▶ [INPUT MATERIAL]:
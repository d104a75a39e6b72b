//! Sync command implementation.

use crate::error::{CliError, CliResult};
use crate::keys::KeyArgs;
use crate::offline::OfflineTransport;
use mastersync_engine::{
    RoundReport, SyncConfig, SyncOrchestrator, SyncPlan, SyncTransport,
};
use mastersync_protocol::BatchRequest;
use mastersync_storage::{FileSchemaStore, StoreSet};
use serde::Serialize;
use std::path::PathBuf;
use std::sync::Arc;

/// Key index sent with offline fetches.
const OFFLINE_KEY_INDEX: &str = "offline";

/// Inputs of one offline round.
#[derive(Debug, Clone)]
pub struct SyncOptions {
    /// Batch file.
    pub batch: PathBuf,
    /// Store directory.
    pub store: PathBuf,
    /// Optional identity schema file.
    pub schema: Option<PathBuf>,
    /// Schema trigger point.
    pub trigger_point: String,
    /// Whether dynamic field duplicates are resolved.
    pub resolve_duplicates: bool,
}

/// Round summary printed by the command.
#[derive(Debug, Serialize)]
pub struct SyncSummary {
    /// Round id.
    pub round_id: String,
    /// Wall-clock time in milliseconds.
    pub elapsed_ms: u128,
    /// Whether every unit completed.
    pub success: bool,
    /// Group outcomes in plan order.
    pub groups: Vec<GroupSummary>,
    /// Failed units in plan order.
    pub failures: Vec<FailureSummary>,
}

/// One group line.
#[derive(Debug, Serialize)]
pub struct GroupSummary {
    /// Group name.
    pub group: String,
    /// Final state.
    pub state: String,
    /// Entities written.
    pub entities: usize,
}

/// One failed unit.
#[derive(Debug, Serialize)]
pub struct FailureSummary {
    /// Group name.
    pub group: String,
    /// Category the group stopped at.
    pub category: String,
    /// Error message.
    pub error: String,
    /// Whether retrying might help.
    pub retryable: bool,
}

impl SyncSummary {
    fn from_report(report: &RoundReport) -> Self {
        Self {
            round_id: report.round_id.to_string(),
            elapsed_ms: report.elapsed.as_millis(),
            success: report.verdict.is_success(),
            groups: report
                .groups
                .iter()
                .map(|g| GroupSummary {
                    group: g.group.clone(),
                    state: format!("{:?}", g.state).to_lowercase(),
                    entities: g.entities,
                })
                .collect(),
            failures: report
                .verdict
                .causes()
                .iter()
                .map(|f| FailureSummary {
                    group: f.group.clone(),
                    category: f.category.clone(),
                    error: f.cause.to_string(),
                    retryable: f.cause.is_retryable(),
                })
                .collect(),
        }
    }
}

/// Runs one round of the standard plan against a directory-backed store set.
///
/// Returns the verdict's error when any unit failed, so the process exits
/// non-zero.
pub fn run(options: &SyncOptions, key: &KeyArgs, format: &str) -> CliResult<()> {
    let report = run_round(options, key)?;
    let summary = SyncSummary::from_report(&report);

    match format {
        "json" => {
            let json = serde_json::to_string_pretty(&summary)
                .map_err(|e| CliError::Input(format!("summary is not serializable: {e}")))?;
            println!("{json}");
        }
        _ => print_text_output(&summary),
    }

    report.verdict.into_result()?;
    Ok(())
}

/// Loads the batch and runs the round, returning its report.
pub fn run_round(options: &SyncOptions, key: &KeyArgs) -> CliResult<RoundReport> {
    let crypto = Arc::new(key.cipher()?);
    let config = SyncConfig::new()
        .with_plan(SyncPlan::standard())
        .with_schema_trigger_point(options.trigger_point.clone())
        .with_dynamic_duplicate_resolution(options.resolve_duplicates);

    let (dir, stores) = StoreSet::open_path(&options.store, config.plan.store_categories())?;
    let schema_store = Arc::new(FileSchemaStore::open(dir)?);
    let transport = Arc::new(OfflineTransport::new(
        options.batch.clone(),
        options.schema.clone(),
    ));

    let batch = transport.fetch(&BatchRequest::new(OFFLINE_KEY_INDEX))?;
    tracing::debug!(
        batch = %options.batch.display(),
        datasets = batch.entries.len(),
        "batch loaded"
    );

    let orchestrator = SyncOrchestrator::new(config, crypto, stores, schema_store, transport);
    Ok(orchestrator.run_round(&batch))
}

fn print_text_output(summary: &SyncSummary) {
    println!("MasterSync Round {}", summary.round_id);
    println!("==========================================");
    println!();
    for group in &summary.groups {
        println!(
            "  {:<22} {:<10} {:>6} entities",
            group.group, group.state, group.entities
        );
    }
    println!();
    if summary.failures.is_empty() {
        println!("Result: success ({} ms)", summary.elapsed_ms);
    } else {
        println!(
            "Result: {} failed unit(s) ({} ms)",
            summary.failures.len(),
            summary.elapsed_ms
        );
        for failure in &summary.failures {
            let hint = if failure.retryable { " [retryable]" } else { "" };
            println!(
                "  {}/{}: {}{}",
                failure.group, failure.category, failure.error, hint
            );
        }
    }
}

▶ [TRY IT]:
Write out the records again, exactly as given.

▶ [FINISHED EXERCISE]:
repository d104a75a39e6b72b
//! Sync command implementation.

use crate::error::{CliError, CliResult};
use crate::keys::KeyArgs;
use crate::offline::OfflineTransport;
use mastersync_engine::{
    RoundReport, SyncConfig, SyncOrchestrator, SyncPlan, SyncTransport,
};
use mastersync_protocol::BatchRequest;
use mastersync_storage::{FileSchemaStore, StoreSet};
use serde::Serialize;
use std::path::PathBuf;
use std::sync::Arc;

/// Key index sent with offline fetches.
const OFFLINE_KEY_INDEX: &str = "offline";

/// Inputs of one offline round.
#[derive(Debug, Clone)]
pub struct SyncOptions {
    /// Batch file.
    pub batch: PathBuf,
    /// Store directory.
    pub store: PathBuf,
    /// Optional identity schema file.
    pub schema: Option<PathBuf>,
    /// Schema trigger point.
    pub trigger_point: String,
    /// Whether dynamic field duplicates are resolved.
    pub resolve_duplicates: bool,
}

/// Round summary printed by the command.
#[derive(Debug, Serialize)]
pub struct SyncSummary {
    /// Round id.
    pub round_id: String,
    /// Wall-clock time in milliseconds.
    pub elapsed_ms: u128,
    /// Whether every unit completed.
    pub success: bool,
    /// Group outcomes in plan order.
    pub groups: Vec<GroupSummary>,
    /// Failed units in plan order.
    pub failures: Vec<FailureSummary>,
}

/// One group line.
#[derive(Debug, Serialize)]
pub struct GroupSummary {
    /// Group name.
    pub group: String,
    /// Final state.
    pub state: String,
    /// Entities written.
    pub entities: usize,
}

/// One failed unit.
#[derive(Debug, Serialize)]
pub struct FailureSummary {
    /// Group name.
    pub group: String,
    /// Category the group stopped at.
    pub category: String,
    /// Error message.
    pub error: String,
    /// Whether retrying might help.
    pub retryable: bool,
}

impl SyncSummary {
    fn from_report(report: &RoundReport) -> Self {
        Self {
            round_id: report.round_id.to_string(),
            elapsed_ms: report.elapsed.as_millis(),
            success: report.verdict.is_success(),
            groups: report
                .groups
                .iter()
                .map(|g| GroupSummary {
                    group: g.group.clone(),
                    state: format!("{:?}", g.state).to_lowercase(),
                    entities: g.entities,
                })
                .collect(),
            failures: report
                .verdict
                .causes()
                .iter()
                .map(|f| FailureSummary {
                    group: f.group.clone(),
                    category: f.category.clone(),
                    error: f.cause.to_string(),
                    retryable: f.cause.is_retryable(),
                })
                .collect(),
        }
    }
}

/// Runs one round of the standard plan against a directory-backed store set.
///
/// Returns the verdict's error when any unit failed, so the process exits
/// non-zero.
pub fn run(options: &SyncOptions, key: &KeyArgs, format: &str) -> CliResult<()> {
    let report = run_round(options, key)?;
    let summary = SyncSummary::from_report(&report);

    match format {
        "json" => {
            let json = serde_json::to_string_pretty(&summary)
                .map_err(|e| CliError::Input(format!("summary is not serializable: {e}")))?;
            println!("{json}");
        }
        _ => print_text_output(&summary),
    }

    report.verdict.into_result()?;
    Ok(())
}

/// Loads the batch and runs the round, returning its report.
pub fn run_round(options: &SyncOptions, key: &KeyArgs) -> CliResult<RoundReport> {
    let crypto = Arc::new(key.cipher()?);
    let config = SyncConfig::new()
        .with_plan(SyncPlan::standard())
        .with_schema_trigger_point(options.trigger_point.clone())
        .with_dynamic_duplicate_resolution(options.resolve_duplicates);

    let (dir, stores) = StoreSet::open_path(&options.store, config.plan.store_categories())?;
    let schema_store = Arc::new(FileSchemaStore::open(dir)?);
    let transport = Arc::new(OfflineTransport::new(
        options.batch.clone(),
        options.schema.clone(),
    ));

    let batch = transport.fetch(&BatchRequest::new(OFFLINE_KEY_INDEX))?;
    tracing::debug!(
        batch = %options.batch.display(),
        datasets = batch.entries.len(),
        "batch loaded"
    );

    let orchestrator = SyncOrchestrator::new(config, crypto, stores, schema_store, transport);
    Ok(orchestrator.run_round(&batch))
}

fn print_text_output(summary: &SyncSummary) {
    println!("MasterSync Round {}", summary.round_id);
    println!("==========================================");
    println!();
    for group in &summary.groups {
        println!(
            "  {:<22} {:<10} {:>6} entities",
            group.group, group.state, group.entities
        );
    }
    println!();
    if summary.failures.is_empty() {
        println!("Result: success ({} ms)", summary.elapsed_ms);
    } else {
        println!(
            "Result: {} failed unit(s) ({} ms)",
            summary.failures.len(),
            summary.elapsed_ms
        );
        for failure in &summary.failures {
            let hint = if failure.retryable { " [retryable]" } else { "" };
            println!(
                "  {}/{}: {}{}",
                failure.group, failure.category, failure.error, hint
            );
        }
    }
}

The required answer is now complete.